Le cinéma populaire est également revenu sur le dilemme (moral, économique ou politique) du prisonnier et l’esthétique du conditionnement opérant. Clockwork Orange de Stanley Kubrick (1971), Ipcress de Sidney Furie (1965) et I, comme Icare de Henri Verneuil (1977), se concentrent tous sur la politique de l’aveu, la procédure de la punition et la thérapie par aversion. Cette dernière consiste à diffuser des images et des sons sensibles à provoquer un désir chez le sujet qui est puni à l’aide d’électrochocs. La thérapie par aversion, abandonnée dans les années 1970 en partie grâce à la dépathologisation de l’homosexualité, a tiré son succès notamment d’une coopération volontaire de la part du sujet, du moins c’était le procédé clinique (bien que le désir du patient de guérir de ses troubles s’explique avant tout par les normes sociales et la sémiologie clinique).

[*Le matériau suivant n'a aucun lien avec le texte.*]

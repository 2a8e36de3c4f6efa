//! Diagnostic logging to stderr.
//!
//! Skipped entries, run summaries and failures are reported here; the record
//! file and the tag store are the only product output.

use tracing_subscriber::{EnvFilter, fmt, layer::SubscriberExt, util::SubscriberInitExt};

/// Initialize the tracing subscriber.
///
/// Reads `RUST_LOG`. Defaults to `info` so skip warnings and run summaries
/// are visible without configuration.
/// Output: stderr, compact format.
///
/// # Example
/// ```bash
/// RUST_LOG=tagbackup=debug tagbackup restore
/// ```
pub fn init() {
    let filter = EnvFilter::try_from_default_env().unwrap_or_else(|_| EnvFilter::new("info"));

    tracing_subscriber::registry()
        .with(filter)
        .with(fmt::layer().with_writer(std::io::stderr).compact())
        .init();
}
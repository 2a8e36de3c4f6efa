//! Stable exit codes for `tagbackup` commands.

/// Command succeeded.
pub const OK: i32 = 0;
/// Backup or restore failed: remote call, file I/O or a malformed record file.
pub const FAILED: i32 = 1;
/// Missing or invalid configuration; no file or remote I/O was attempted.
pub const INVALID_CONFIG: i32 = 2;
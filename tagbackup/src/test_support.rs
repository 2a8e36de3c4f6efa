//! Test-only tag clients and fixtures.

use std::collections::BTreeSet;
use std::path::PathBuf;
use std::sync::Mutex;
use std::sync::atomic::{AtomicUsize, Ordering};
use std::thread;
use std::time::Duration;

use chrono::{TimeZone, Utc};

use crate::core::array::{Shape, TagArray};
use crate::core::record::RecordFormat;
use crate::core::types::{ScalarValue, TagEntry, TagValue, ValueType};
use crate::io::config::TransferOptions;
use crate::io::remote::{RemoteError, RemoteTag, RemoteValue, TagClient};

/// In-memory tag tree for a single root.
///
/// Writes update the stored values and are recorded batch by batch.
pub struct MemoryTagClient {
    root: String,
    tags: Mutex<Vec<RemoteTag>>,
    writes: Mutex<Vec<Vec<TagEntry>>>,
    calls: AtomicUsize,
    write_error: Option<RemoteError>,
    read_delay: Option<Duration>,
}

impl MemoryTagClient {
    pub fn new(root: &str, tags: Vec<RemoteTag>) -> Self {
        Self {
            root: root.to_string(),
            tags: Mutex::new(tags),
            writes: Mutex::new(Vec::new()),
            calls: AtomicUsize::new(0),
            write_error: None,
            read_delay: None,
        }
    }

    /// Same paths as `tags`, every value null.
    pub fn empty_like(root: &str, tags: &[RemoteTag]) -> Self {
        Self::new(
            root,
            tags.iter()
                .map(|tag| RemoteTag::new(tag.relative_path.clone(), RemoteValue::Null))
                .collect(),
        )
    }

    /// Every `write_children` call fails with `err` and changes nothing.
    pub fn failing_writes(mut self, err: RemoteError) -> Self {
        self.write_error = Some(err);
        self
    }

    /// `read_children` sleeps before answering.
    pub fn with_read_delay(mut self, delay: Duration) -> Self {
        self.read_delay = Some(delay);
        self
    }

    pub fn tags(&self) -> Vec<RemoteTag> {
        self.tags.lock().expect("tags lock").clone()
    }

    pub fn value_of(&self, path: &str) -> Option<RemoteValue> {
        self.tags()
            .into_iter()
            .find(|tag| tag.relative_path == path)
            .map(|tag| tag.value)
    }

    pub fn writes(&self) -> Vec<Vec<TagEntry>> {
        self.writes.lock().expect("writes lock").clone()
    }

    pub fn call_count(&self) -> usize {
        self.calls.load(Ordering::SeqCst)
    }

    fn check_root(&self, root: &str) -> Result<(), RemoteError> {
        self.calls.fetch_add(1, Ordering::SeqCst);
        if root == self.root {
            Ok(())
        } else {
            Err(RemoteError::UnknownRoot(root.to_string()))
        }
    }
}

impl TagClient for MemoryTagClient {
    fn read_children(&self, root: &str, _timeout: Duration) -> Result<Vec<RemoteTag>, RemoteError> {
        self.check_root(root)?;
        if let Some(delay) = self.read_delay {
            thread::sleep(delay);
        }
        Ok(self.tags())
    }

    fn browse(&self, root: &str, _timeout: Duration) -> Result<BTreeSet<String>, RemoteError> {
        self.check_root(root)?;
        Ok(self
            .tags()
            .into_iter()
            .map(|tag| tag.relative_path)
            .collect())
    }

    fn write_children(
        &self,
        root: &str,
        values: &[TagEntry],
        _timeout: Duration,
    ) -> Result<(), RemoteError> {
        self.check_root(root)?;
        if let Some(err) = &self.write_error {
            return Err(err.clone());
        }
        let mut tags = self.tags.lock().expect("tags lock");
        for entry in values {
            let slot = tags
                .iter_mut()
                .find(|tag| tag.relative_path == entry.relative_path)
                .ok_or_else(|| RemoteError::UnknownTag {
                    root: root.to_string(),
                    path: entry.relative_path.clone(),
                })?;
            slot.value = remote_value(&entry.value);
        }
        self.writes
            .lock()
            .expect("writes lock")
            .push(values.to_vec());
        Ok(())
    }
}

/// Host-side view of a value written by restore.
pub fn remote_value(value: &TagValue) -> RemoteValue {
    match value {
        TagValue::Scalar(scalar) => RemoteValue::Scalar(scalar.clone()),
        TagValue::Array(array) => RemoteValue::Array {
            element_type: array.element_type(),
            dimensions: array.shape().dimensions(),
            elements: array.elements().to_vec(),
        },
    }
}

/// Options for root `Plant` with a one second timeout.
pub fn options_for(csv_path: PathBuf, format: RecordFormat) -> TransferOptions {
    TransferOptions {
        root: "Plant".to_string(),
        csv_path,
        format,
        timeout: Duration::from_secs(1),
        ignore_malformed_lines: false,
    }
}

/// A plant covering every supported value type and shape.
#[allow(clippy::approx_constant)]
pub fn sample_tags() -> Vec<RemoteTag> {
    let grid = TagArray::new(
        Shape::Matrix {
            rows: 2,
            columns: 3,
        },
        ValueType::Float32,
        [0.5f32, -1.25, 3.4e38, 1.0e-7, f32::NAN, 0.1]
            .into_iter()
            .map(ScalarValue::Float32)
            .collect(),
    )
    .expect("grid");

    vec![
        RemoteTag::new(
            "Tank.Level",
            RemoteValue::Scalar(ScalarValue::Float64(3.14159265358979)),
        ),
        RemoteTag::new(
            "Line.Setpoints",
            RemoteValue::Array {
                element_type: ValueType::Int32,
                dimensions: vec![3],
                elements: vec![
                    ScalarValue::Int32(1),
                    ScalarValue::Int32(2),
                    ScalarValue::Int32(3),
                ],
            },
        ),
        RemoteTag::new("Oven.Grid", remote_value(&TagValue::Array(grid))),
        RemoteTag::new("Pump.On", RemoteValue::Scalar(ScalarValue::Bool(true))),
        RemoteTag::new("Pump.Mode", RemoteValue::Scalar(ScalarValue::Int8(-3))),
        RemoteTag::new("Pump.Runs", RemoteValue::Scalar(ScalarValue::UInt16(65535))),
        RemoteTag::new(
            "Counter.Total",
            RemoteValue::Scalar(ScalarValue::UInt64(u64::MAX)),
        ),
        RemoteTag::new(
            "Counter.Delta",
            RemoteValue::Scalar(ScalarValue::Int64(i64::MIN)),
        ),
        RemoteTag::new(
            "Recipe.Name",
            RemoteValue::Scalar(ScalarValue::String("Mix \"A\", fast; hot".to_string())),
        ),
        RemoteTag::new(
            "Batch.Started",
            RemoteValue::Scalar(ScalarValue::Timestamp(
                Utc.with_ymd_and_hms(2024, 3, 1, 12, 30, 45)
                    .single()
                    .expect("timestamp")
                    + chrono::Duration::nanoseconds(123_456_789),
            )),
        ),
        RemoteTag::new(
            "Line.Setpoints.ArrayDimensions",
            RemoteValue::Scalar(ScalarValue::UInt32(3)),
        ),
    ]
}
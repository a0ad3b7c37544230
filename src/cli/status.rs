//! `status`: renders the persisted per-asset audit records, annotated with a
//! best-effort live oracle price.

use crate::cli::ui;
use crate::config::AppConfig;
use crate::core::oracle::PriceOracle;
use crate::providers::http::HttpPriceOracle;
use crate::store::{FjallStore, StateStore};
use anyhow::Result;
use comfy_table::Cell;
use futures::future::join_all;

pub async fn run(config: &AppConfig) -> Result<()> {
    let store = FjallStore::open(&AppConfig::default_data_path()?.join("state"))?;
    let states = store.list()?;
    if states.is_empty() {
        println!(
            "{}",
            ui::style_text(
                "No persisted pool state yet. Run `flashpool simulate` or attach a pool to this store.",
                ui::StyleType::Subtle
            )
        );
        return Ok(());
    }

    let oracle = HttpPriceOracle::new(&config.oracle.base_url);
    let bar = ui::new_progress_bar(states.len() as u64);
    let prices = join_all(states.iter().map(|state| {
        let oracle = &oracle;
        let bar = &bar;
        async move {
            let price = oracle.price_of(&state.asset).await.ok();
            bar.inc(1);
            price
        }
    }))
    .await;
    bar.finish_and_clear();

    let mut table = ui::new_styled_table();
    table.set_header(vec![
        ui::header_cell("Asset"),
        ui::header_cell("Enabled"),
        ui::header_cell("Total Shares"),
        ui::header_cell("Exchange Rate"),
        ui::header_cell("Held Balance"),
        ui::header_cell("Oracle Price"),
        ui::header_cell("Updated (UTC)"),
    ]);
    for (state, price) in states.iter().zip(prices) {
        table.add_row(vec![
            Cell::new(state.asset.to_string()),
            Cell::new(if state.enabled { "yes" } else { "no" }),
            ui::amount_cell(state.total_shares),
            Cell::new(ui::fixed_point(state.exchange_rate))
                .set_alignment(comfy_table::CellAlignment::Right),
            ui::amount_cell(state.held_balance),
            ui::format_optional_cell(price, ui::fixed_point),
            Cell::new(state.updated_at.format("%Y-%m-%d %H:%M:%S").to_string()),
        ]);
    }

    println!("{}\n", ui::style_text("Pool state", ui::StyleType::Title));
    println!("{table}");
    Ok(())
}
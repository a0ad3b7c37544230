//! Price oracle abstraction
//!
//! The pool only ever consumes this interface; pricing math lives upstream.
//! Oracle output is treated as adversarial input — it is read fresh on every
//! quote and never range-checked here.

use crate::core::types::AssetId;
use anyhow::Result;
use async_trait::async_trait;

#[async_trait]
pub trait PriceOracle: Send + Sync {
    /// Reference-unit price of one unit of `asset`, fixed-point scaled by
    /// [`SCALE`](crate::core::types::SCALE).
    async fn price_of(&self, asset: &AssetId) -> Result<u128>;
}
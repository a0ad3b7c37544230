use crate::engine::SettlementPolicy;
use anyhow::{Context, Result};
use directories::ProjectDirs;
use serde::{Deserialize, Serialize};
use std::{fs, path::PathBuf};
use tracing::debug;

#[derive(Debug, Deserialize, Serialize, Clone)]
pub struct AssetConfig {
    pub id: String,
    #[serde(default = "default_enabled")]
    pub enabled: bool,
}

fn default_enabled() -> bool {
    true
}

#[derive(Debug, Deserialize, Serialize, Clone)]
pub struct OracleConfig {
    pub base_url: String,
}

impl Default for OracleConfig {
    fn default() -> Self {
        OracleConfig {
            base_url: "http://127.0.0.1:8645".to_string(),
        }
    }
}

#[derive(Debug, Deserialize, Serialize, Clone)]
pub struct AppConfig {
    /// Protocol fee as a fraction of the loan's reference value, in basis
    /// points.
    #[serde(default = "default_fee_fraction_bps")]
    pub fee_fraction_bps: u32,
    #[serde(default)]
    pub settlement_policy: SettlementPolicy,
    #[serde(default = "default_callback_deadline_secs")]
    pub callback_deadline_secs: u64,
    #[serde(default)]
    pub oracle: OracleConfig,
    #[serde(default)]
    pub assets: Vec<AssetConfig>,
}

fn default_fee_fraction_bps() -> u32 {
    30
}

fn default_callback_deadline_secs() -> u64 {
    30
}

impl Default for AppConfig {
    fn default() -> Self {
        AppConfig {
            fee_fraction_bps: default_fee_fraction_bps(),
            settlement_policy: SettlementPolicy::default(),
            callback_deadline_secs: default_callback_deadline_secs(),
            oracle: OracleConfig::default(),
            assets: Vec::new(),
        }
    }
}

impl AppConfig {
    pub fn load() -> Result<Self> {
        debug!("Loading default config");
        let config_path = Self::default_config_path()?;
        Self::load_from_path(&config_path)
    }

    pub fn default_config_path() -> Result<PathBuf> {
        let proj_dirs = ProjectDirs::from("io", "flashpool", "flashpool")
            .context("Could not determine project directories")?;
        Ok(proj_dirs.config_dir().join("config.yaml"))
    }

    pub fn default_data_path() -> Result<PathBuf> {
        let proj_dirs = ProjectDirs::from("io", "flashpool", "flashpool")
            .context("Could not determine project directories")?;
        Ok(proj_dirs.data_dir().to_path_buf())
    }

    pub fn load_from_path<P: AsRef<std::path::Path>>(path: P) -> Result<Self> {
        let config_str = fs::read_to_string(path.as_ref())
            .with_context(|| format!("Failed to read config file: {}", path.as_ref().display()))?;

        let config: Self = serde_yaml::from_str(&config_str)
            .with_context(|| format!("Failed to parse config file: {}", path.as_ref().display()))?;
        debug!("Successfully loaded config");
        Ok(config)
    }
}
//! Constant-product backing-pair oracle
//!
//! Prices an asset off the reserve ratio of a simulated automated-market-maker
//! pair against the reference unit. Swapping against the pair moves the spot
//! price, which is exactly the manipulation surface the protocol inherits from
//! reading such an oracle live; adversarial tests lean on this.

use crate::core::oracle::PriceOracle;
use crate::core::types::{AssetId, SCALE};
use anyhow::{Result, anyhow, bail};
use async_trait::async_trait;
use std::collections::HashMap;
use std::sync::Mutex;
use tracing::debug;

#[derive(Debug, Clone, Copy)]
struct PairReserves {
    asset: u128,
    reference: u128,
}

#[derive(Default)]
pub struct AmmPriceOracle {
    pairs: Mutex<HashMap<AssetId, PairReserves>>,
}

impl AmmPriceOracle {
    pub fn new() -> Self {
        Self::default()
    }

    pub fn add_pair(&self, asset: AssetId, asset_reserve: u128, reference_reserve: u128) {
        self.pairs.lock().unwrap().insert(
            asset,
            PairReserves {
                asset: asset_reserve,
                reference: reference_reserve,
            },
        );
    }

    /// Sells `amount_in` of the asset into the pair, x·y = k. Returns the
    /// reference amount paid out; the asset's spot price drops.
    pub fn swap_asset_in(&self, asset: &AssetId, amount_in: u128) -> Result<u128> {
        let mut pairs = self.pairs.lock().unwrap();
        let reserves = pairs
            .get_mut(asset)
            .ok_or_else(|| anyhow!("no backing pair for {asset}"))?;
        if amount_in == 0 {
            bail!("swap amount must be greater than zero");
        }

        let k = reserves
            .asset
            .checked_mul(reserves.reference)
            .ok_or_else(|| anyhow!("pair reserves overflow"))?;
        let new_asset = reserves
            .asset
            .checked_add(amount_in)
            .ok_or_else(|| anyhow!("pair reserves overflow"))?;
        let new_reference = k / new_asset;
        let out = reserves.reference - new_reference;

        reserves.asset = new_asset;
        reserves.reference = new_reference;
        debug!(asset = %asset, amount_in, out, "swap against backing pair");
        Ok(out)
    }

    /// Buys the asset out of the pair with `amount_in` reference units; the
    /// asset's spot price rises.
    pub fn swap_reference_in(&self, asset: &AssetId, amount_in: u128) -> Result<u128> {
        let mut pairs = self.pairs.lock().unwrap();
        let reserves = pairs
            .get_mut(asset)
            .ok_or_else(|| anyhow!("no backing pair for {asset}"))?;
        if amount_in == 0 {
            bail!("swap amount must be greater than zero");
        }

        let k = reserves
            .asset
            .checked_mul(reserves.reference)
            .ok_or_else(|| anyhow!("pair reserves overflow"))?;
        let new_reference = reserves
            .reference
            .checked_add(amount_in)
            .ok_or_else(|| anyhow!("pair reserves overflow"))?;
        let new_asset = k / new_reference;
        let out = reserves.asset - new_asset;

        reserves.asset = new_asset;
        reserves.reference = new_reference;
        debug!(asset = %asset, amount_in, out, "swap against backing pair");
        Ok(out)
    }
}

#[async_trait]
impl PriceOracle for AmmPriceOracle {
    async fn price_of(&self, asset: &AssetId) -> Result<u128> {
        let pairs = self.pairs.lock().unwrap();
        let reserves = pairs
            .get(asset)
            .ok_or_else(|| anyhow!("no backing pair for {asset}"))?;
        reserves
            .reference
            .checked_mul(SCALE)
            .map(|scaled| scaled / reserves.asset)
            .ok_or_else(|| anyhow!("pair reserves overflow"))
    }
}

Pour conclure, le psychic driving – considéré ici comme étant à la fois un procédé réversible et irréversible de la manipulation mentale – met à jour une problématique de la « coopération ». Celle-ci dépassera en effet le cadre clinique et militaire et se prolongera dans les cultes, la psychothérapie centrée sur la personne, l’encounter group. Les artistes discutés ici ont témoigné de cette Battle for the Mind, qui va du gouvernement à la contre-culture, et vice-versa, tout en faisant ressortir le rôle qu’occupe l’interaction sociale médiatisée par les technologies de surveillance, de même les scénarios de confession et d’interrogation.